While maybe being held by someone you love or being given some other positive reinforcer, or exposure with large doses of sedative, might possibly raise doubt as to the inevitable conclusion. Which is why exposure therapy with a therapist that the client has a good rapport with is probably better than exposure therapy with a therapist that the client isn't too crazy about.

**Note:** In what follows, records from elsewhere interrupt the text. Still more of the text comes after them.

//! Cart mutation and aggregation engines.

mod totals;

pub use totals::{CartSummary, CartTotals};

use chrono::Utc;
use common::{CartItem, ProductId, UserId};
use document_store::{DocumentStore, UpdateOptions, UserUpdate};

use crate::error::Result;
use crate::settings::EngineSettings;
use crate::store_call::StoreGateway;

/// Adds and removes cart items.
///
/// Each mutation is a single atomic update of one user document; the
/// catalog is only read.
#[derive(Clone)]
pub struct CartService<S> {
    gateway: StoreGateway<S>,
}

impl<S: DocumentStore + Clone> CartService<S> {
    pub fn new(store: S, settings: &EngineSettings) -> Self {
        Self {
            gateway: StoreGateway::new(store, settings),
        }
    }

    /// Returns a totals engine sharing this service's store.
    pub fn totals(&self) -> CartTotals<S> {
        CartTotals::new(self.gateway.clone())
    }

    /// Appends a snapshot of the product to the user's cart.
    ///
    /// Adding the same product twice yields two line items.
    #[tracing::instrument(skip(self))]
    pub async fn add_to_cart(&self, product_id: ProductId, user_id: UserId) -> Result<CartItem> {
        let product = self.gateway.load_product(product_id).await?;
        let item = CartItem::from(&product);

        self.gateway
            .commit(
                user_id,
                vec![
                    UserUpdate::PushCartItem(item.clone()),
                    UserUpdate::Touch(Utc::now()),
                ],
                UpdateOptions::new(),
            )
            .await?;

        metrics::counter!("cart_items_added_total").increment(1);
        tracing::info!(%user_id, %product_id, price = %item.price, "item added to cart");
        Ok(item)
    }

    /// Removes every line item for the product. Removing an absent product
    /// is not an error.
    #[tracing::instrument(skip(self))]
    pub async fn remove_from_cart(&self, product_id: ProductId, user_id: UserId) -> Result<()> {
        self.gateway
            .commit(
                user_id,
                vec![
                    UserUpdate::PullCartItems(product_id),
                    UserUpdate::Touch(Utc::now()),
                ],
                UpdateOptions::new(),
            )
            .await?;

        metrics::counter!("cart_items_removed_total").increment(1);
        tracing::info!(%user_id, %product_id, "item removed from cart");
        Ok(())
    }
}
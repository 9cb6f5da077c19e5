use async_trait::async_trait;
use common::{Product, ProductId, User, UserId};

use crate::{AggregateRow, Pipeline, ProductFilter, Result, UserFilter, UserUpdate, Version};

/// Options for updating a user document.
#[derive(Debug, Clone, Default)]
pub struct UpdateOptions {
    /// Expected version of the document for optimistic concurrency control.
    /// If None, the update applies to whatever version is current.
    pub expected_version: Option<Version>,
}

impl UpdateOptions {
    /// Creates options with no version check.
    pub fn new() -> Self {
        Self::default()
    }

    /// Creates options expecting the document to be at a specific version.
    pub fn expect_version(version: Version) -> Self {
        Self {
            expected_version: Some(version),
        }
    }
}

/// A user document together with the version it was read at.
#[derive(Debug, Clone, PartialEq)]
pub struct VersionedUser {
    pub user: User,
    pub version: Version,
}

/// Core trait for document store implementations.
///
/// Consistency is per document: a single `update_user` call is atomic, but
/// nothing spans more than one document. All implementations must be
/// thread-safe (Send + Sync).
#[async_trait]
pub trait DocumentStore: Send + Sync {
    /// Inserts a new user document at `Version::first()`.
    ///
    /// Fails with `DuplicateKey` if the id, email or phone is taken.
    async fn insert_user(&self, user: User) -> Result<Version>;

    /// Returns the first user matching the filter.
    async fn find_user(&self, filter: UserFilter) -> Result<Option<VersionedUser>>;

    /// Counts users matching the filter.
    async fn count_users(&self, filter: UserFilter) -> Result<u64>;

    /// Applies the updates, in order, to one user document.
    ///
    /// Either every update is applied or none is. If
    /// `options.expected_version` is set, the operation fails with
    /// `ConcurrencyConflict` when the current version differs.
    ///
    /// Returns the new version of the document.
    async fn update_user(
        &self,
        user_id: UserId,
        updates: Vec<UserUpdate>,
        options: UpdateOptions,
    ) -> Result<Version>;

    /// Runs an aggregation pipeline.
    ///
    /// Unwinding an empty array produces no rows.
    async fn aggregate(&self, pipeline: Pipeline) -> Result<Vec<AggregateRow>>;

    /// Inserts a catalog product.
    async fn insert_product(&self, product: Product) -> Result<()>;

    /// Returns the first product matching the filter.
    async fn find_product(&self, filter: ProductFilter) -> Result<Option<Product>>;

    /// Returns every product matching the filter, in insertion order.
    async fn list_products(&self, filter: ProductFilter) -> Result<Vec<Product>>;
}

/// Extension trait providing convenience methods for document stores.
#[async_trait]
pub trait DocumentStoreExt: DocumentStore {
    /// Loads a user by id.
    async fn get_user(&self, user_id: UserId) -> Result<Option<VersionedUser>> {
        self.find_user(UserFilter::by_id(user_id)).await
    }

    /// Loads a product by id.
    async fn get_product(&self, product_id: ProductId) -> Result<Option<Product>> {
        self.find_product(ProductFilter::by_id(product_id)).await
    }

    /// Applies a single update without a version check.
    async fn update_user_once(&self, user_id: UserId, update: UserUpdate) -> Result<Version> {
        self.update_user(user_id, vec![update], UpdateOptions::new())
            .await
    }
}

// Blanket implementation for all DocumentStore implementations
impl<T: DocumentStore + ?Sized> DocumentStoreExt for T {}
//! Checkout and instant buy endpoints.

use std::sync::Arc;

use axum::Json;
use axum::extract::{Query, State};
use common::{Money, Order, OrderId};
use document_store::DocumentStore;
use domain::{parse_product_id, parse_user_id};
use serde::Serialize;

use super::{Params, required};
use crate::AppState;
use crate::error::ApiError;

#[derive(Serialize)]
pub struct OrderPlacedResponse {
    pub message: &'static str,
    pub order_id: OrderId,
    /// Total in cents.
    pub total: Money,
}

impl From<Order> for OrderPlacedResponse {
    fn from(order: Order) -> Self {
        Self {
            message: "Successfully placed the order",
            order_id: order.order_id,
            total: order.total_price,
        }
    }
}

/// GET /cartcheckout?userId= — turn the cart into an order.
#[tracing::instrument(skip(state))]
pub async fn checkout<S: DocumentStore + Clone + 'static>(
    State(state): State<Arc<AppState<S>>>,
    Query(params): Query<Params>,
) -> Result<Json<OrderPlacedResponse>, ApiError> {
    let user_id = parse_user_id(required(&params, "userId")?)?;

    let order = state.checkout.checkout(user_id).await?;
    Ok(Json(order.into()))
}

/// GET /instantbuy?id=&userId= — order one product without the cart.
#[tracing::instrument(skip(state))]
pub async fn instant_buy<S: DocumentStore + Clone + 'static>(
    State(state): State<Arc<AppState<S>>>,
    Query(params): Query<Params>,
) -> Result<Json<OrderPlacedResponse>, ApiError> {
    let product_id = parse_product_id(required(&params, "id")?)?;
    let user_id = parse_user_id(required(&params, "userId")?)?;

    let order = state.checkout.instant_buy(product_id, user_id).await?;
    Ok(Json(order.into()))
}
use serde::{Deserialize, Serialize};

/// Version of a user document, used for optimistic concurrency control.
///
/// A freshly inserted document is at version 1; every applied update
/// increments it by one.
#[derive(
    Debug, Clone, Copy, PartialEq, Eq, PartialOrd, Ord, Hash, Default, Serialize, Deserialize,
)]
#[serde(transparent)]
pub struct Version(i64);

impl Version {
    /// Creates a new version from a raw value.
    pub fn new(value: i64) -> Self {
        Self(value)
    }

    /// Returns the version of a newly inserted document.
    pub fn first() -> Self {
        Self(1)
    }

    /// Returns the next version.
    pub fn next(&self) -> Self {
        Self(self.0 + 1)
    }

    /// Returns the raw version value.
    pub fn as_i64(&self) -> i64 {
        self.0
    }
}

impl std::fmt::Display for Version {
    fn fmt(&self, f: &mut std::fmt::Formatter<'_>) -> std::fmt::Result {
        write!(f, "{}", self.0)
    }
}

impl From<i64> for Version {
    fn from(value: i64) -> Self {
        Self(value)
    }
}

impl From<Version> for i64 {
    fn from(version: Version) -> Self {
        version.0
    }
}
//! Fixtures shared by the unit tests.

use chrono::Utc;
use common::{Address, AddressId, Money, Product, ProductId, User, UserId, UserProfile};
use document_store::{DocumentStore, InMemoryDocumentStore};

pub(crate) async fn seed_user(store: &InMemoryDocumentStore) -> UserId {
    let user = User::new(
        UserProfile {
            first_name: "Test".to_string(),
            last_name: "Shopper".to_string(),
            email: format!("{}@example.com", UserId::new()),
            phone: UserId::new().to_string(),
        },
        Utc::now(),
    );
    let user_id = user.user_id;
    store.insert_user(user).await.unwrap();
    user_id
}

pub(crate) async fn seed_product(store: &InMemoryDocumentStore, name: &str, cents: i64) -> Product {
    let product = Product {
        product_id: ProductId::new(),
        product_name: name.to_string(),
        price: Money::from_cents(cents),
        rating: None,
        image: format!("{}.png", name.to_lowercase()),
    };
    store.insert_product(product.clone()).await.unwrap();
    product
}

pub(crate) fn address(city: &str) -> Address {
    Address {
        address_id: AddressId::new(),
        house_name: "221B".to_string(),
        street_name: "Baker Street".to_string(),
        city_name: city.to_string(),
        pin_code: "NW1".to_string(),
    }
}
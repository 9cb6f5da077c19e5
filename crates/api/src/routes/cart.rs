//! Cart endpoints.

use std::sync::Arc;

use axum::Json;
use axum::extract::{Query, State};
use common::{CartItem, Money};
use document_store::DocumentStore;
use domain::{parse_product_id, parse_user_id};
use serde::Serialize;

use super::{Params, required};
use crate::AppState;
use crate::error::ApiError;

#[derive(Serialize)]
pub struct MessageResponse {
    pub message: &'static str,
}

#[derive(Serialize)]
pub struct CartResponse {
    /// Total in cents.
    pub total: Money,
    #[serde(rename = "userCart")]
    pub user_cart: Vec<CartItem>,
}

/// GET /addtocart?id=&userID= — append a product snapshot to the cart.
#[tracing::instrument(skip(state))]
pub async fn add<S: DocumentStore + Clone + 'static>(
    State(state): State<Arc<AppState<S>>>,
    Query(params): Query<Params>,
) -> Result<Json<MessageResponse>, ApiError> {
    let product_id = parse_product_id(required(&params, "id")?)?;
    let user_id = parse_user_id(required(&params, "userID")?)?;

    state.carts.add_to_cart(product_id, user_id).await?;

    Ok(Json(MessageResponse {
        message: "Successfully added to the cart",
    }))
}

/// GET /removeitem?id=&userId= — remove every line item for a product.
#[tracing::instrument(skip(state))]
pub async fn remove<S: DocumentStore + Clone + 'static>(
    State(state): State<Arc<AppState<S>>>,
    Query(params): Query<Params>,
) -> Result<Json<MessageResponse>, ApiError> {
    let product_id = parse_product_id(required(&params, "id")?)?;
    let user_id = parse_user_id(required(&params, "userId")?)?;

    state.carts.remove_from_cart(product_id, user_id).await?;

    Ok(Json(MessageResponse {
        message: "Successfully removed item from cart",
    }))
}

/// GET /listcart?id= — cart items and their total. An empty cart totals 0.
#[tracing::instrument(skip(state))]
pub async fn list<S: DocumentStore + Clone + 'static>(
    State(state): State<Arc<AppState<S>>>,
    Query(params): Query<Params>,
) -> Result<Json<CartResponse>, ApiError> {
    let user_id = parse_user_id(required(&params, "id")?)?;

    let summary = state.carts.totals().compute_cart_total(user_id).await?;

    Ok(Json(CartResponse {
        total: summary.total,
        user_cart: summary.items,
    }))
}
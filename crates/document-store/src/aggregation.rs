//! Match / unwind / group pipelines over a user's embedded arrays.
//!
//! A pipeline selects one user document, unwinds one of its array fields
//! into one row per element, and groups the rows back by user id with a
//! single accumulator. As with any unwind, an empty array produces no rows
//! at all rather than a row with a zero value.

use common::{Money, User, UserId};

use crate::error::{Result, StoreError};

/// Array field of a user document that a pipeline unwinds.
#[derive(Debug, Clone, Copy, PartialEq, Eq)]
pub enum ArrayField {
    /// `usercart`
    Cart,
    /// `orders`
    Orders,
}

impl ArrayField {
    /// Key of the array inside the persisted document.
    pub fn document_key(&self) -> &'static str {
        match self {
            ArrayField::Cart => "usercart",
            ArrayField::Orders => "orders",
        }
    }

    /// Key of the price field inside one element of the array.
    pub fn price_key(&self) -> &'static str {
        match self {
            ArrayField::Cart => "price",
            ArrayField::Orders => "total_price",
        }
    }

    fn prices(&self, user: &User) -> Vec<Money> {
        match self {
            ArrayField::Cart => user.cart.iter().map(|item| item.price).collect(),
            ArrayField::Orders => user.orders.iter().map(|order| order.total_price).collect(),
        }
    }
}

/// Group-stage accumulator.
#[derive(Debug, Clone, Copy, PartialEq, Eq)]
pub enum Accumulator {
    /// `$sum` of the element price, in cents.
    SumPrice,
    /// `$sum: 1`
    Count,
}

/// A single-user aggregation pipeline.
#[derive(Debug, Clone, Copy, PartialEq, Eq)]
pub struct Pipeline {
    /// `$match` on the user id.
    pub match_user: UserId,

    /// `$unwind` path.
    pub unwind: ArrayField,

    /// `$group` accumulator, grouped by user id.
    pub group: Accumulator,
}

impl Pipeline {
    pub fn new(match_user: UserId, unwind: ArrayField, group: Accumulator) -> Self {
        Self {
            match_user,
            unwind,
            group,
        }
    }

    /// Sum of cart item prices for one user.
    pub fn cart_total(user_id: UserId) -> Self {
        Self::new(user_id, ArrayField::Cart, Accumulator::SumPrice)
    }

    /// Number of orders placed by one user.
    pub fn order_count(user_id: UserId) -> Self {
        Self::new(user_id, ArrayField::Orders, Accumulator::Count)
    }

    /// Evaluates the pipeline over documents held in memory.
    ///
    /// A price sum that does not fit in an `i64` fails with
    /// [`StoreError::Overflow`] instead of wrapping.
    pub fn evaluate<'a>(
        &self,
        users: impl IntoIterator<Item = &'a User>,
    ) -> Result<Vec<AggregateRow>> {
        let mut rows = Vec::new();
        for user in users {
            if user.user_id != self.match_user {
                continue;
            }
            let unwound = self.unwind.prices(user);
            if unwound.is_empty() {
                continue;
            }
            let value = match self.group {
                Accumulator::SumPrice => Money::checked_sum(unwound)
                    .map(|total| total.cents())
                    .ok_or_else(|| {
                        StoreError::Overflow(format!(
                            "{} total for user {}",
                            self.unwind.document_key(),
                            user.user_id
                        ))
                    })?,
                Accumulator::Count => unwound.len() as i64,
            };
            rows.push(AggregateRow {
                user_id: user.user_id,
                value,
            });
        }
        Ok(rows)
    }
}

/// One output row of the group stage.
#[derive(Debug, Clone, Copy, PartialEq, Eq)]
pub struct AggregateRow {
    /// The group key.
    pub user_id: UserId,

    /// Accumulated value: cents for `SumPrice`, a count for `Count`.
    pub value: i64,
}

impl AggregateRow {
    pub fn as_money(&self) -> Money {
        Money::from_cents(self.value)
    }
}
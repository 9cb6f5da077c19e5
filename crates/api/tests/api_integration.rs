//! Integration tests for the API server.

use std::sync::OnceLock;
use std::time::Duration;

use axum::body::Body;
use axum::http::{Request, StatusCode};
use document_store::InMemoryDocumentStore;
use domain::{EmptyCartPolicy, EngineSettings};
use metrics_exporter_prometheus::PrometheusHandle;
use serde_json::{Value, json};
use tower::ServiceExt;

static METRICS_HANDLE: OnceLock<PrometheusHandle> = OnceLock::new();

fn get_metrics_handle() -> PrometheusHandle {
    METRICS_HANDLE
        .get_or_init(|| {
            let builder = metrics_exporter_prometheus::PrometheusBuilder::new();
            builder
                .install_recorder()
                .expect("failed to install Prometheus recorder")
        })
        .clone()
}

fn setup_with(settings: EngineSettings) -> (axum::Router, InMemoryDocumentStore) {
    let store = InMemoryDocumentStore::new();
    let state = api::create_state(store.clone(), &settings);
    (api::create_app(state, get_metrics_handle()), store)
}

fn setup() -> (axum::Router, InMemoryDocumentStore) {
    setup_with(EngineSettings::default())
}

async fn send(app: &axum::Router, request: Request<Body>) -> (StatusCode, Value) {
    let response = app.clone().oneshot(request).await.unwrap();
    let status = response.status();
    let body = axum::body::to_bytes(response.into_body(), usize::MAX)
        .await
        .unwrap();
    let json = if body.is_empty() {
        Value::Null
    } else {
        serde_json::from_slice(&body).unwrap_or(Value::Null)
    };
    (status, json)
}

async fn get(app: &axum::Router, uri: &str) -> (StatusCode, Value) {
    send(
        app,
        Request::builder().uri(uri).body(Body::empty()).unwrap(),
    )
    .await
}

async fn send_json(app: &axum::Router, method: &str, uri: &str, body: Value) -> (StatusCode, Value) {
    send(
        app,
        Request::builder()
            .method(method)
            .uri(uri)
            .header("content-type", "application/json")
            .body(Body::from(serde_json::to_string(&body).unwrap()))
            .unwrap(),
    )
    .await
}

async fn signup(app: &axum::Router, email: &str, phone: &str) -> String {
    let (status, json) = send_json(
        app,
        "POST",
        "/users/signup",
        json!({
            "first_name": "Ada",
            "last_name": "Lovelace",
            "email": email,
            "phone": phone,
        }),
    )
    .await;
    assert_eq!(status, StatusCode::CREATED);
    json["user_id"].as_str().unwrap().to_string()
}

async fn add_product(app: &axum::Router, name: &str, cents: i64) -> String {
    let (status, json) = send_json(
        app,
        "POST",
        "/admin/addproduct",
        json!({ "product_name": name, "price": cents, "rating": 4, "image": "x.png" }),
    )
    .await;
    assert_eq!(status, StatusCode::CREATED);
    json["product_id"].as_str().unwrap().to_string()
}

fn address_body(city: &str) -> Value {
    json!({
        "house_name": "42",
        "street_name": "Park Lane",
        "city_name": city,
        "pin_code": "110001",
    })
}

#[tokio::test]
async fn test_health_check() {
    let (app, _) = setup();
    let (status, json) = get(&app, "/health").await;
    assert_eq!(status, StatusCode::OK);
    assert_eq!(json["status"], "ok");
}

#[tokio::test]
async fn test_cart_checkout_flow() {
    let (app, _) = setup();
    let user_id = signup(&app, "flow@example.com", "100").await;
    let laptop = add_product(&app, "Laptop", 250).await;
    let mouse = add_product(&app, "Mouse", 100).await;

    for product_id in [&laptop, &mouse] {
        let (status, json) = get(&app, &format!("/addtocart?id={product_id}&userID={user_id}")).await;
        assert_eq!(status, StatusCode::OK);
        assert_eq!(json["message"], "Successfully added to the cart");
    }

    let (status, json) = get(&app, &format!("/listcart?id={user_id}")).await;
    assert_eq!(status, StatusCode::OK);
    assert_eq!(json["total"], 350);
    assert_eq!(json["userCart"].as_array().unwrap().len(), 2);

    let (status, json) = get(&app, &format!("/cartcheckout?userId={user_id}")).await;
    assert_eq!(status, StatusCode::OK);
    assert_eq!(json["total"], 350);
    assert!(json["order_id"].as_str().is_some());

    let (status, json) = get(&app, &format!("/listcart?id={user_id}")).await;
    assert_eq!(status, StatusCode::OK);
    assert_eq!(json["total"], 0);
    assert!(json["userCart"].as_array().unwrap().is_empty());
}

#[tokio::test]
async fn test_remove_item() {
    let (app, _) = setup();
    let user_id = signup(&app, "rm@example.com", "101").await;
    let pen = add_product(&app, "Pen", 150).await;

    get(&app, &format!("/addtocart?id={pen}&userID={user_id}")).await;
    get(&app, &format!("/addtocart?id={pen}&userID={user_id}")).await;

    let (status, _) = get(&app, &format!("/removeitem?id={pen}&userId={user_id}")).await;
    assert_eq!(status, StatusCode::OK);

    let (_, json) = get(&app, &format!("/listcart?id={user_id}")).await;
    assert_eq!(json["total"], 0);
}

#[tokio::test]
async fn test_empty_cart_checkout_is_rejected() {
    let (app, _) = setup();
    let user_id = signup(&app, "empty@example.com", "102").await;

    let (status, json) = get(&app, &format!("/cartcheckout?userId={user_id}")).await;
    assert_eq!(status, StatusCode::BAD_REQUEST);
    assert_eq!(json["error"]["code"], "EMPTY_CART");
}

#[tokio::test]
async fn test_empty_cart_checkout_allowed_by_policy() {
    let (app, _) = setup_with(
        EngineSettings::default().with_empty_cart_policy(EmptyCartPolicy::AllowZeroTotal),
    );
    let user_id = signup(&app, "zero@example.com", "103").await;

    let (status, json) = get(&app, &format!("/cartcheckout?userId={user_id}")).await;
    assert_eq!(status, StatusCode::OK);
    assert_eq!(json["total"], 0);
}

#[tokio::test]
async fn test_instant_buy() {
    let (app, _) = setup();
    let user_id = signup(&app, "instant@example.com", "104").await;
    let book = add_product(&app, "Book", 1_999).await;

    let (status, json) = get(&app, &format!("/instantbuy?id={book}&userId={user_id}")).await;
    assert_eq!(status, StatusCode::OK);
    assert_eq!(json["total"], 1_999);
}

#[tokio::test]
async fn test_missing_and_malformed_parameters() {
    let (app, _) = setup();
    let product_id = add_product(&app, "Cup", 300).await;

    let (status, json) = get(&app, &format!("/addtocart?id={product_id}")).await;
    assert_eq!(status, StatusCode::BAD_REQUEST);
    assert_eq!(json["error"]["code"], "MISSING_PARAMETER");

    let (status, json) = get(&app, "/listcart?id=").await;
    assert_eq!(status, StatusCode::BAD_REQUEST);
    assert_eq!(json["error"]["code"], "MISSING_PARAMETER");

    let (status, json) = get(&app, &format!("/addtocart?id={product_id}&userID=nope")).await;
    assert_eq!(status, StatusCode::BAD_REQUEST);
    assert_eq!(json["error"]["code"], "USER_INVALID");

    let (status, json) = get(&app, "/instantbuy?id=nope&userId=nope").await;
    assert_eq!(status, StatusCode::BAD_REQUEST);
    assert_eq!(json["error"]["code"], "PRODUCT_INVALID");
}

#[tokio::test]
async fn test_unknown_user_and_product() {
    let (app, _) = setup();
    let user_id = signup(&app, "known@example.com", "105").await;
    let product_id = add_product(&app, "Cup", 300).await;
    let ghost = common::UserId::new();
    let missing = common::ProductId::new();

    let (status, json) = get(&app, &format!("/listcart?id={ghost}")).await;
    assert_eq!(status, StatusCode::NOT_FOUND);
    assert_eq!(json["error"]["code"], "USER_NOT_FOUND");

    let (status, json) = get(&app, &format!("/addtocart?id={product_id}&userID={ghost}")).await;
    assert_eq!(status, StatusCode::NOT_FOUND);
    assert_eq!(json["error"]["code"], "USER_NOT_FOUND");

    let (status, json) = get(&app, &format!("/addtocart?id={missing}&userID={user_id}")).await;
    assert_eq!(status, StatusCode::NOT_FOUND);
    assert_eq!(json["error"]["code"], "PRODUCT_NOT_FOUND");
}

#[tokio::test]
async fn test_address_lifecycle() {
    let (app, _) = setup();
    let user_id = signup(&app, "addr@example.com", "106").await;

    let (status, json) = send_json(
        &app,
        "PUT",
        &format!("/edithomeaddress?id={user_id}"),
        address_body("Pune"),
    )
    .await;
    assert_eq!(status, StatusCode::NOT_FOUND);
    assert_eq!(json["error"]["code"], "SLOT_NOT_FOUND");

    for (city, slot) in [("Pune", "home"), ("Mumbai", "work")] {
        let (status, json) = send_json(
            &app,
            "POST",
            &format!("/addaddress?id={user_id}"),
            address_body(city),
        )
        .await;
        assert_eq!(status, StatusCode::OK);
        assert_eq!(json["slot"], slot);
    }

    let (status, json) = send_json(
        &app,
        "POST",
        &format!("/addaddress?id={user_id}"),
        address_body("Delhi"),
    )
    .await;
    assert_eq!(status, StatusCode::BAD_REQUEST);
    assert_eq!(json["error"]["code"], "ADDRESS_LIMIT_REACHED");

    let (status, json) = send_json(
        &app,
        "PUT",
        &format!("/editworkaddress?id={user_id}"),
        address_body("Chennai"),
    )
    .await;
    assert_eq!(status, StatusCode::OK);
    assert_eq!(json["address"]["city_name"], "Chennai");

    let (status, _) = get(&app, &format!("/deleteaddresses?id={user_id}")).await;
    assert_eq!(status, StatusCode::OK);

    let (status, _) = send_json(
        &app,
        "POST",
        &format!("/addaddress?id={user_id}"),
        address_body("Goa"),
    )
    .await;
    assert_eq!(status, StatusCode::OK);
}

#[tokio::test]
async fn test_malformed_address_body() {
    let (app, _) = setup();
    let user_id = signup(&app, "badbody@example.com", "107").await;

    let (status, json) = send_json(
        &app,
        "POST",
        &format!("/addaddress?id={user_id}"),
        json!({ "house_name": "1" }),
    )
    .await;
    assert_eq!(status, StatusCode::BAD_REQUEST);
    assert_eq!(json["error"]["code"], "INVALID_INPUT");
}

#[tokio::test]
async fn test_duplicate_signup() {
    let (app, _) = setup();
    signup(&app, "dup@example.com", "108").await;

    let (status, json) = send_json(
        &app,
        "POST",
        "/users/signup",
        json!({
            "first_name": "Ada",
            "last_name": "Byron",
            "email": "other@example.com",
            "phone": "108",
        }),
    )
    .await;
    assert_eq!(status, StatusCode::CONFLICT);
    assert_eq!(json["error"]["code"], "DUPLICATE_USER");
}

#[tokio::test]
async fn test_catalog_listing_and_search() {
    let (app, _) = setup();
    add_product(&app, "Red Mug", 500).await;
    add_product(&app, "Plate", 700).await;

    let (status, json) = get(&app, "/users/productview").await;
    assert_eq!(status, StatusCode::OK);
    assert_eq!(json.as_array().unwrap().len(), 2);

    let (status, json) = get(&app, "/users/search?name=mug").await;
    assert_eq!(status, StatusCode::OK);
    assert_eq!(json[0]["product_name"], "Red Mug");

    let (status, json) = get(&app, "/users/search").await;
    assert_eq!(status, StatusCode::BAD_REQUEST);
    assert_eq!(json["error"]["code"], "MISSING_PARAMETER");
}

#[tokio::test]
async fn test_store_failure_is_generic_500() {
    let (app, store) = setup();
    let user_id = signup(&app, "boom@example.com", "109").await;
    let product_id = add_product(&app, "Cup", 300).await;

    store.fail_next_updates(1);
    let (status, json) = get(&app, &format!("/addtocart?id={product_id}&userID={user_id}")).await;
    assert_eq!(status, StatusCode::INTERNAL_SERVER_ERROR);
    assert_eq!(json["error"]["code"], "UPDATE_FAILED");
    assert_eq!(json["error"]["message"], "internal server error");
}

#[tokio::test]
async fn test_slow_store_is_503() {
    let (app, store) = setup_with(
        EngineSettings::default().with_store_timeout(Duration::from_millis(20)),
    );
    let user_id = signup(&app, "slow@example.com", "110").await;

    store.set_latency(Duration::from_millis(200));
    let (status, json) = get(&app, &format!("/listcart?id={user_id}")).await;
    assert_eq!(status, StatusCode::SERVICE_UNAVAILABLE);
    assert_eq!(json["error"]["code"], "STORE_TIMEOUT");
}

#[tokio::test]
async fn test_metrics_endpoint() {
    let (app, _) = setup();
    let user_id = signup(&app, "metrics@example.com", "111").await;
    let product_id = add_product(&app, "Cup", 300).await;
    get(&app, &format!("/addtocart?id={product_id}&userID={user_id}")).await;

    let response = app
        .oneshot(
            Request::builder()
                .uri("/metrics")
                .body(Body::empty())
                .unwrap(),
        )
        .await
        .unwrap();
    assert_eq!(response.status(), StatusCode::OK);

    let body = axum::body::to_bytes(response.into_body(), usize::MAX)
        .await
        .unwrap();
    let text = String::from_utf8(body.to_vec()).unwrap();
    assert!(text.contains("cart_items_added_total"));
}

As for the dog, I didn't have long term followup. The dog had been removed from a (clearly) less than ideal arrangement, and we placed her in a loving home. But I'd say that it wouldn't be impossible that the dog had ambivilant responses to the towel. Because to my recollection, the dog never lost her awareness that this was a *towel*. And I wouldn't consider the poor thing cured unless she could consider the towel just another neutral object that humans are unaccountably fond of collecting when they could have instead chosen to collect smelly poorly identified objects from outside, or the yummy bones and scraps that the silly things just throw away.